Youth crime is on the rise in Queensland. Recent media stories demonstrate the high cost of youth crimes for victims – financially, through serious or permanent injury, or leaving loved ones to try and pick up the pieces after senseless and tragic deaths. Victims and the wider community are understandably outraged and demand the government hold offenders accountable and protect the community by making these behaviours less likely in the future. The government has acted largely through a police-led taskforce, increased police patrols, increased penalties for specific offences and encouraging use of supervision and stricter sentences by the judiciary for repeat offenders. These aim to increase contact, oversight and controls on behaviour and may operate through deterrence or reduced opportunity offend.

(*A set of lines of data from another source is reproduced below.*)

//! Core data models for labsig
//!
//! These models flow between the catalog, the evaluators, the engine and
//! the reporters. Everything here is a plain value: built once per call,
//! never mutated afterwards.

use crate::engine::EvaluationError;
use chrono::{DateTime, Utc};
use serde::{Deserialize, Deserializer, Serialize, Serializer};
use std::fmt;
use std::str::FromStr;
use thiserror::Error;

/// Age assumed when the patient context does not carry one
pub const DEFAULT_AGE: u32 = 30;

/// Clinical urgency of a lab value, ordered from least to most urgent
#[derive(
    Debug, Clone, Copy, PartialEq, Eq, PartialOrd, Ord, Hash, Serialize, Deserialize, Default,
)]
#[serde(rename_all = "snake_case")]
pub enum SignificanceLevel {
    #[default]
    Normal,
    LikelyInsignificant,
    PossiblySignificant,
    ClinicallySignificant,
    Critical,
}

impl SignificanceLevel {
    /// All levels in ascending order of urgency
    pub const ALL: [SignificanceLevel; 5] = [
        SignificanceLevel::Normal,
        SignificanceLevel::LikelyInsignificant,
        SignificanceLevel::PossiblySignificant,
        SignificanceLevel::ClinicallySignificant,
        SignificanceLevel::Critical,
    ];

    /// Ordinal from 1 (normal) to 5 (critical)
    pub fn ordinal(self) -> u8 {
        match self {
            SignificanceLevel::Normal => 1,
            SignificanceLevel::LikelyInsignificant => 2,
            SignificanceLevel::PossiblySignificant => 3,
            SignificanceLevel::ClinicallySignificant => 4,
            SignificanceLevel::Critical => 5,
        }
    }

    /// Wire tag
    pub fn as_str(self) -> &'static str {
        match self {
            SignificanceLevel::Normal => "normal",
            SignificanceLevel::LikelyInsignificant => "likely_insignificant",
            SignificanceLevel::PossiblySignificant => "possibly_significant",
            SignificanceLevel::ClinicallySignificant => "clinically_significant",
            SignificanceLevel::Critical => "critical",
        }
    }

    pub fn label(self) -> &'static str {
        match self {
            SignificanceLevel::Normal => "Normal",
            SignificanceLevel::LikelyInsignificant => "Likely Insignificant",
            SignificanceLevel::PossiblySignificant => "Possibly Significant",
            SignificanceLevel::ClinicallySignificant => "Clinically Significant",
            SignificanceLevel::Critical => "Critical",
        }
    }

    /// Anything above normal counts toward "need attention"
    pub fn needs_attention(self) -> bool {
        self != SignificanceLevel::Normal
    }

    /// Display metadata consumed by front ends
    pub fn presentation(self) -> Presentation {
        let (color, bg) = match self {
            SignificanceLevel::Normal => ("text-gray-600", ""),
            SignificanceLevel::LikelyInsignificant => ("text-gray-500", "bg-gray-50"),
            SignificanceLevel::PossiblySignificant => ("text-amber-700", "bg-amber-50"),
            SignificanceLevel::ClinicallySignificant => ("text-orange-700", "bg-orange-50"),
            SignificanceLevel::Critical => ("text-red-700", "bg-red-50"),
        };
        Presentation {
            level: self.ordinal(),
            label: self.label(),
            color,
            bg,
        }
    }
}

impl fmt::Display for SignificanceLevel {
    fn fmt(&self, f: &mut fmt::Formatter<'_>) -> fmt::Result {
        f.write_str(self.as_str())
    }
}

#[derive(Debug, Clone, PartialEq, Eq, Error)]
#[error("unknown significance level '{0}' (expected one of: normal, likely_insignificant, possibly_significant, clinically_significant, critical)")]
pub struct ParseLevelError(String);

This seems like a sensible solution given some of what we known about youth offending. One-in-five boys and one-in-ten girls in the community are caught by police for offending. Most youth only have one or two offences and are effectively dealt with by police diversion (caution/conference), including for some serious offences. However, there is a small group of troublesome persistent offenders, who typically begin offending early in life and continue at high rates. This group is only about 5% of the population, but they account for 44% of offences. Evidence shows that this type of offender is of particular concern in Queensland, where this group appears to be growing. When the costs of offences are attached to persistent offenders as they age and commit more offences, each of these individuals costs over $250,000 by early adulthood.

Penalties unlikely to deter persistent offenders

There are four reasons why increased penalties may not deter youth persistent offenders.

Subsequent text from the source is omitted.